The Roman Empire, it is routinely explained was defeated by a barbarism that overcame its borders from outside, by conquest, raid and mass migration. However this, like most of narrative history is a gross simplification of how the Empire really disintegrated, both as a military, economic and political entity. It would have felt very different then, for the inhabitants of Europe, especially those in thrall to, or enslaved in, the machinery of Empire who gradually saw the hegemony and purpose of that Empire slipping away, as it dissolved into new entities. They did not worship the god Emperor or follow the strict duties of familias and service to the ideals of Roman citizenship but saw their world in relation to the natural resources and to their social position, viewing their existence less in an excess of trade and a constant building up of Imperial glory, and more in a return to exchange, subsistence and surfeit. It may have felt that the world was contracting back to its constituent parts, in local rhythms of season and climate, to a simple quotidian routine where daily pleasure and pain alternated across the agricultural year. Of course in hindsight we are led to read this as a disintegration and a dark age, but reuse, renewal and realignment created something different and potential from this apparent collapse into barbarism.
An intoxication, a release.
There's an intoxication, a release, when everything stripped away, left dumb founded by fear, and in the utter certainty of the nothingness, in death, and our insignificance within the universe. The question comes: What is it, why are we here, in the vast eternity of time - here now, on this earth?
There is no answer.
"Culture doesn't put food on the table," Mr Berlusconi's finance minister is reported to have said recently.
After all we should be more aware and sensitive to the fact, that most of what we admire as Roman, was in fact created by barbarian people who inhabited Italy or the shores of the surrounding Mediterranean. This Roman borrowing, stealing and adapting extends not just from the architectural advances so admired by aficionados of Roman Imperial culture, the aqueducts, sewage systems, public baths and networks of paved road building, but also to literature, clothing, food, civil and religious rituals. All these were advances of culture, made by the foreigner - the Etruscan, Ligurian, or the Phoenician and to a lesser extent the Greek - in the Centuries before Rome became a military power. We are just not aware of it, because Rome in its conquest and military prowess considered total destruction as a central part of its modus operandi. Insubordinate or rebellious cities were routinely razed to the ground, and peoples executed en masse or converted into slaves. Many of the finest Roman sites and monuments that we can still see today are built over the foundations of structures and cultures erased by brutal force.

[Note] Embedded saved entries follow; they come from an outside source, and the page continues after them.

//! Event kinds, event masks and the handler abstraction used for notifications.

use std::fmt;

use crate::socket::SocketId;

/// The kind of a socket notification.
#[derive(Debug, Clone, Copy, PartialEq, Eq, Hash, PartialOrd, Ord)]
pub enum SocketEvent {
    /// Data can be read without blocking.
    Input,
    /// Data can be written without blocking.
    Output,
    /// A pending connection can be accepted (listening sockets) or an outgoing connection was
    /// established (connecting sockets).
    Connection,
    /// The connection was closed by the peer or failed.
    Lost,
}

impl SocketEvent {
    /// All event kinds, in dispatch order.
    ///
    /// A completed connection is reported before the input and output it enables.
    pub const ALL: [SocketEvent; 4] = [
        SocketEvent::Connection,
        SocketEvent::Input,
        SocketEvent::Output,
        SocketEvent::Lost,
    ];

    /// Returns the single-bit mask for this event kind.
    pub const fn flag(self) -> EventFlags {
        match self {
            SocketEvent::Input => EventFlags::INPUT,
            SocketEvent::Output => EventFlags::OUTPUT,
            SocketEvent::Connection => EventFlags::CONNECTION,
            SocketEvent::Lost => EventFlags::LOST,
        }
    }

    const fn index(self) -> usize {
        match self {
            SocketEvent::Input => 0,
            SocketEvent::Output => 1,
            SocketEvent::Connection => 2,
            SocketEvent::Lost => 3,
        }
    }
}

impl fmt::Display for SocketEvent {
    fn fmt(&self, f: &mut fmt::Formatter<'_>) -> fmt::Result {
        let name = match self {
            SocketEvent::Input => "input",
            SocketEvent::Output => "output",
            SocketEvent::Connection => "connection",
            SocketEvent::Lost => "lost",
        };
        f.write_str(name)
    }
}

bitflags::bitflags! {
    /// A set of [`SocketEvent`] kinds.
    #[derive(Debug, Clone, Copy, PartialEq, Eq, Hash, Default)]
    pub struct EventFlags: u8 {
        /// See [`SocketEvent::Input`].
        const INPUT = 1 << 0;
        /// See [`SocketEvent::Output`].
        const OUTPUT = 1 << 1;
        /// See [`SocketEvent::Connection`].
        const CONNECTION = 1 << 2;
        /// See [`SocketEvent::Lost`].
        const LOST = 1 << 3;
    }
}

impl EventFlags {
    /// Iterates over the event kinds contained in this mask, in dispatch order.
    pub fn events(self) -> impl Iterator<Item = SocketEvent> {
        SocketEvent::ALL
            .into_iter()
            .filter(move |event| self.contains(event.flag()))
    }
}

impl From<SocketEvent> for EventFlags {
    fn from(event: SocketEvent) -> Self {
        event.flag()
    }
}

/// Receives notifications for a socket.
///
/// Implemented for every `FnMut(SocketId, SocketEvent)` closure, so the typed context of a
/// handler is whatever the closure captures.
pub trait EventHandler {
    /// Called once per readiness edge for every enabled event kind.
    fn handle_event(&mut self, socket: SocketId, event: SocketEvent);
}

impl<F> EventHandler for F
where
    F: FnMut(SocketId, SocketEvent),
{
    fn handle_event(&mut self, socket: SocketId, event: SocketEvent) {
        self(socket, event)
    }
}

/// Per-event-kind handler slots of one socket.
#[derive(Default)]
pub(crate) struct Handlers {
    slots: [Option<Box<dyn EventHandler>>; 4],
}

impl Handlers {
    pub(crate) fn take(&mut self, event: SocketEvent) -> Option<Box<dyn EventHandler>> {
        self.slots[event.index()].take()
    }

    /// Restores a handler taken for dispatch unless the slot was refilled in the meantime.
    pub(crate) fn restore(&mut self, event: SocketEvent, handler: Box<dyn EventHandler>) {
        let slot = &mut self.slots[event.index()];
        if slot.is_none() {
            *slot = Some(handler);
        }
    }

    pub(crate) fn set(&mut self, event: SocketEvent, handler: Box<dyn EventHandler>) {
        self.slots[event.index()] = Some(handler);
    }

    pub(crate) fn installed(&self) -> EventFlags {
        SocketEvent::ALL
            .into_iter()
            .filter(|event| self.slots[event.index()].is_some())
            .fold(EventFlags::empty(), |flags, event| flags | event.flag())
    }
}

impl fmt::Debug for Handlers {
    fn fmt(&self, f: &mut fmt::Formatter<'_>) -> fmt::Result {
        f.debug_struct("Handlers")
            .field("installed", &self.installed())
            .finish()
    }
}

#[cfg(test)]
#[cfg_attr(coverage_nightly, coverage(off))]
mod tests {
    use std::cell::Cell;
    use std::rc::Rc;

    use super::{EventFlags, EventHandler, Handlers, SocketEvent};
    use crate::socket::SocketId;

    #[test]
    fn flags_iterate_in_dispatch_order() {
        let flags = EventFlags::LOST | EventFlags::INPUT | EventFlags::CONNECTION;
        let events: Vec<_> = flags.events().collect();
        assert_eq!(
            events,
            [SocketEvent::Connection, SocketEvent::Input, SocketEvent::Lost]
        );
    }

    #[test]
    fn restore_keeps_replacement() {
        let calls = Rc::new(Cell::new(0));
        let mut handlers = Handlers::default();

        let first = calls.clone();
        handlers.set(
            SocketEvent::Input,
            Box::new(move |_: SocketId, _: SocketEvent| first.set(first.get() + 1)),
        );

        let taken = handlers.take(SocketEvent::Input).unwrap();
        assert_eq!(handlers.installed(), EventFlags::empty());

        let second = calls.clone();
        handlers.set(
            SocketEvent::Input,
            Box::new(move |_: SocketId, _: SocketEvent| second.set(second.get() + 10)),
        );
        handlers.restore(SocketEvent::Input, taken);

        let mut current = handlers.take(SocketEvent::Input).unwrap();
        current.handle_event(SocketId::from_raw(1), SocketEvent::Input);
        assert_eq!(calls.get(), 10);
    }
}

In 2007, President Sarkozy berated students in a speech: "You have the right to study classic literature, but the taxpayer is not obliged to pay for your studies in classic literature." Then during a state visit to India he proclaimed: "You can like Céline without being anti-Semitic, just as you can like Proust without being homosexual."
What happened to the Roman Imperial project
was a loss of faith, a corrosion of ideal and a lack of political will to
continually defend what was essentially indefensible – a system built on exploitation,
displaying all the methods and attributes of a Fascist State – finally the
Emperor fell, toppled from his Godlike pedestal. Now we are witnessing a
similar collapse within the European Empire, external factors are once again the
convenient scapegoat. But this is a corrosive and unimaginative prognosis,
driven by petty fears. There seems to be a lack of a progressive enlightened
politics to defend the rights, tolerance and laws that the common culture of
Europe not only deserves, but demands. It is not the banks, and the idiocy of
over accumulation, excess consumption and unremitting ‘economic’ growth, but
the spirit and values of an enlightened Europe that needs defending from the
forces of prejudice, egotistical self-importance and fear. There should be a
courageous, unrepentantly just, equal and free politics, which stands up unapologetically
for the ideals of Europe’s Revolutionary history. A political will that
confronts the fear rather than turning on the traveler, foreigners, the
excluded other, the ‘barbarian’, in disgusting bouts of state sponsored violence
and explosions of animal fury. Culture is not food but it is the defense, the nourishment for the only truly human response against
our return to savagery – to a brutish vision of survival without purpose.